*** Input data ***

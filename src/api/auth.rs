// Copyright (c) AlphaVelocity.
// All rights reserved.
//
// This source code is licensed under the license found in the
// LICENSE file in the root directory of this source tree.

use reqwest::Method;
use serde_json::json;

use super::decode_entity;
use crate::client::ApiClient;
use crate::error::ApiError;
use crate::models::{AuthResponse, OauthStatus, User};

#[tracing::instrument(skip(client, password))]
pub fn login(client: &ApiClient, email: &str, password: &str) -> Result<AuthResponse, ApiError> {
    if email.trim().is_empty() || password.is_empty() {
        return Err(ApiError::Validation(
            "email and password are required".to_string(),
        ));
    }
    let body = json!({ "email": email, "password": password });
    let value = client.send(Method::POST, "/auth/login", Some(body), &[])?;
    decode_entity(value)
}

pub fn register(client: &ApiClient, email: &str, password: &str) -> Result<AuthResponse, ApiError> {
    if email.trim().is_empty() || password.is_empty() {
        return Err(ApiError::Validation(
            "email and password are required".to_string(),
        ));
    }
    let body = json!({ "email": email, "password": password });
    let value = client.send(Method::POST, "/auth/register", Some(body), &[])?;
    decode_entity(value)
}

/// Current user profile. A 401 here surfaces as [`ApiError::SessionExpired`]
/// and is never retried by the cache layer.
pub fn me(client: &ApiClient) -> Result<User, ApiError> {
    let value = client.send(Method::GET, "/auth/me", None, &[])?;
    decode_entity(value)
}

pub fn oauth_disconnect(client: &ApiClient, provider: &str) -> Result<OauthStatus, ApiError> {
    let body = json!({ "provider": provider });
    let value = client.send(Method::POST, "/oauth/disconnect", Some(body), &[])?;
    decode_entity(value)
}

pub fn oauth_callback(
    client: &ApiClient,
    provider: &str,
    code: &str,
    state: &str,
) -> Result<OauthStatus, ApiError> {
    if code.is_empty() || state.is_empty() {
        return Err(ApiError::Validation(
            "missing authorization code or state parameter".to_string(),
        ));
    }
    let value = client.send(
        Method::GET,
        &format!("/oauth/{provider}/callback"),
        None,
        &[("code", code.to_string()), ("state", state.to_string())],
    )?;
    decode_entity(value)
}
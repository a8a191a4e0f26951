// Copyright (c) AlphaVelocity.
// All rights reserved.
//
// This source code is licensed under the license found in the
// LICENSE file in the root directory of this source tree.

use anyhow::Result;
use chrono::{Datelike, Utc};

use super::App;
use crate::api;
use crate::cache::{self, CacheKey};
use crate::models::DashboardSummary;
use crate::utils::{maybe_print_json, pretty_table};

pub fn handle(app: &App, m: &clap::ArgMatches) -> Result<()> {
    let now = Utc::now();
    let year = m.get_one::<i32>("year").copied().unwrap_or(now.year());
    let month = m.get_one::<u32>("month").copied().unwrap_or(now.month());

    let key = CacheKey::new(cache::DASHBOARD_SUMMARY, &(year, month));
    let summary: DashboardSummary = app
        .cache
        .query(&key, || api::dashboard::summary(&app.client, year, month))?;

    if !maybe_print_json(m.get_flag("json"), m.get_flag("jsonl"), &summary)? {
        let rows = vec![
            vec!["Income".to_string(), summary.total_income.to_string()],
            vec!["Expense".to_string(), summary.total_expense.to_string()],
            vec!["Net".to_string(), summary.net_income.to_string()],
            vec![
                "Ending balance".to_string(),
                summary.ending_balance.to_string(),
            ],
        ];
        println!("Summary for {}-{:02}", summary.year, summary.month);
        println!("{}", pretty_table(&["Metric", "Amount"], rows));
    }
    Ok(())
}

*** End of Input data ***

* Problem description:
Copy each line of the entries that includes the word "ApiError".

* Exercise answer:
use crate::error::ApiError;
pub fn login(client: &ApiClient, email: &str, password: &str) -> Result<AuthResponse, ApiError> {
        return Err(ApiError::Validation(
pub fn register(client: &ApiClient, email: &str, password: &str) -> Result<AuthResponse, ApiError> {
        return Err(ApiError::Validation(
/// Current user profile. A 401 here surfaces as [`ApiError::SessionExpired`]
pub fn me(client: &ApiClient) -> Result<User, ApiError> {
pub fn oauth_disconnect(client: &ApiClient, provider: &str) -> Result<OauthStatus, ApiError> {
) -> Result<OauthStatus, ApiError> {
        return Err(ApiError::Validation(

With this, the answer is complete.